The three-hundred-year geopolitical bubble that legitimately burst just over 100 years ago and then, through the efforts of the communists, was patched up and stretched over a large part of Eurasia, gave the “Russian empire” in its post-Soviet reincarnation about another 100 years, but could not save the bubble from its final end.
Such events will inevitably raise one simple question for historians of the not-so-distant future: what was it? Was Russia even an empire? By the way, many experts are already quite rightly calling Russia a fake empire. However, they feel it intuitively rather than trying to explain it.

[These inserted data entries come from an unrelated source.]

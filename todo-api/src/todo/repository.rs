use crate::entities::*;
use crate::todo::{Page, PageRequest, ToDo, ToDoFields};
use async_trait::async_trait;
use chrono::Local;
use sea_orm::*;

/// Persistence operations for to-dos.
///
/// Listings are ordered by ID, which is also insertion order.
#[cfg_attr(test, mockall::automock)]
#[async_trait]
pub trait ToDoRepository: Send + Sync {
    /// Looks up a to-do by its ID.
    async fn find_by_id(&self, id: i32) -> Result<Option<ToDo>, DbErr>;

    /// Returns one page of all stored to-dos.
    async fn find_all(&self, page: PageRequest) -> Result<Page<ToDo>, DbErr>;

    /// Returns one page of the to-dos with the given status.
    async fn find_by_status(&self, status: bool, page: PageRequest) -> Result<Page<ToDo>, DbErr>;

    /// Stores a new to-do, assigning its ID and creation time.
    async fn save(&self, fields: ToDoFields) -> Result<ToDo, DbErr>;

    /// Persists the name, description and status of an already stored to-do.
    async fn update(&self, to_do: ToDo) -> Result<ToDo, DbErr>;

    /// Removes a stored to-do.
    async fn delete(&self, to_do: ToDo) -> Result<(), DbErr>;
}

/// [`ToDoRepository`] backed by a SeaORM database connection.
#[derive(Clone, Debug)]
pub struct SeaOrmToDoRepository {
    db: DatabaseConnection,
}

impl SeaOrmToDoRepository {
    pub fn new(db: DatabaseConnection) -> Self {
        Self { db }
    }

    async fn fetch_page(
        &self,
        select: Select<to_do::Entity>,
        page: PageRequest,
    ) -> Result<Page<ToDo>, DbErr> {
        let paginator = select
            .order_by_asc(to_do::Column::Id)
            .paginate(&self.db, page.size());
        let total_count = paginator.num_items().await?;
        // Pages at or past the end hold nothing. Skipping the fetch also keeps
        // huge page numbers away from the paginator's unchecked offset maths.
        if page.offset() >= total_count {
            return Ok(Page::new(Vec::new(), total_count, page));
        }
        let items = paginator
            .fetch_page(page.number())
            .await?
            .into_iter()
            .map(ToDo::from)
            .collect();
        Ok(Page::new(items, total_count, page))
    }
}

#[async_trait]
impl ToDoRepository for SeaOrmToDoRepository {
    #[tracing::instrument(skip(self))]
    async fn find_by_id(&self, id: i32) -> Result<Option<ToDo>, DbErr> {
        let model = to_do::Entity::find_by_id(id).one(&self.db).await?;
        Ok(model.map(ToDo::from))
    }

    #[tracing::instrument(skip(self))]
    async fn find_all(&self, page: PageRequest) -> Result<Page<ToDo>, DbErr> {
        self.fetch_page(to_do::Entity::find(), page).await
    }

    #[tracing::instrument(skip(self))]
    async fn find_by_status(&self, status: bool, page: PageRequest) -> Result<Page<ToDo>, DbErr> {
        let select = to_do::Entity::find().filter(to_do::Column::Status.eq(status));
        self.fetch_page(select, page).await
    }

    #[tracing::instrument(skip(self))]
    async fn save(&self, fields: ToDoFields) -> Result<ToDo, DbErr> {
        let active_model = to_do::ActiveModel {
            name: ActiveValue::Set(fields.name),
            description: ActiveValue::Set(fields.description),
            status: ActiveValue::Set(fields.status),
            created_at: ActiveValue::Set(Local::now().naive_local()),
            ..Default::default()
        };
        let created_model = active_model.insert(&self.db).await?;
        Ok(ToDo::from(created_model))
    }

    #[tracing::instrument(skip(self))]
    async fn update(&self, to_do: ToDo) -> Result<ToDo, DbErr> {
        // created_at stays NotSet so the stored value is never rewritten.
        let active_model = to_do::ActiveModel {
            id: ActiveValue::Unchanged(to_do.id()),
            name: ActiveValue::Set(to_do.name().to_string()),
            description: ActiveValue::Set(to_do.description().to_string()),
            status: ActiveValue::Set(to_do.status()),
            ..Default::default()
        };
        let updated_model = active_model.update(&self.db).await?;
        Ok(ToDo::from(updated_model))
    }

    #[tracing::instrument(skip(self))]
    async fn delete(&self, to_do: ToDo) -> Result<(), DbErr> {
        to_do::Entity::delete_by_id(to_do.id())
            .exec(&self.db)
            .await?;
        Ok(())
    }
}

The history of the world is replete with examples of empires succeeding one another and of different empires coexisting at the same time. In terms of internal logic, all empires work in a similar way: the centre exploits the periphery, sets the rules and controls internal exchange. But in terms of the logic of external interaction, they can be divided into true empires – and those which only look like “empires”, imitating them in form but absolutely not corresponding to them in essence, just like any other fake, i.e. the fake empires.
In genuine empires, the periphery is primarily used for raw materials and cheap labour. In the centre, all this is converted into a final product, where it tends to increase in value, undergoing a qualitative redistribution based on better technological development, and only then, having become a higher surplus-value commodity, does it participate in global exchange.
Unlike the former, the fake empires, or rather their centres, actually, mediate between their own peripheries and the epicentres of the world economy. Thus, they only siphon off labour resources and raw materials from the periphery in order to eventually, without actually producing any product (or producing a product with low surplus value), export a rather narrow segment of intermediate goods demanded in the world market only because demand for these goods is met by the needs of the genuine empires that produce the final product.
This is the fundamental difference between different types of empires. When it is said that any empires act as a destroyer with respect to many things, this is true. But genuine empires, while destroying, also create, creating a new product, generating rather than simply retransmitting new values.
Fake empires create nothing! They exist and evolve solely as a parasite that expropriates resources and consumes people, leaving behind only devastation…
After the events launched in February 2022, the slide of the Russian bubble from this large part of Eurasia is almost unstoppable, new ruptures are inevitable, and further patching up is impossible. For one simple reason: the imperial fuel has run out – there is nothing more to patch ideologically!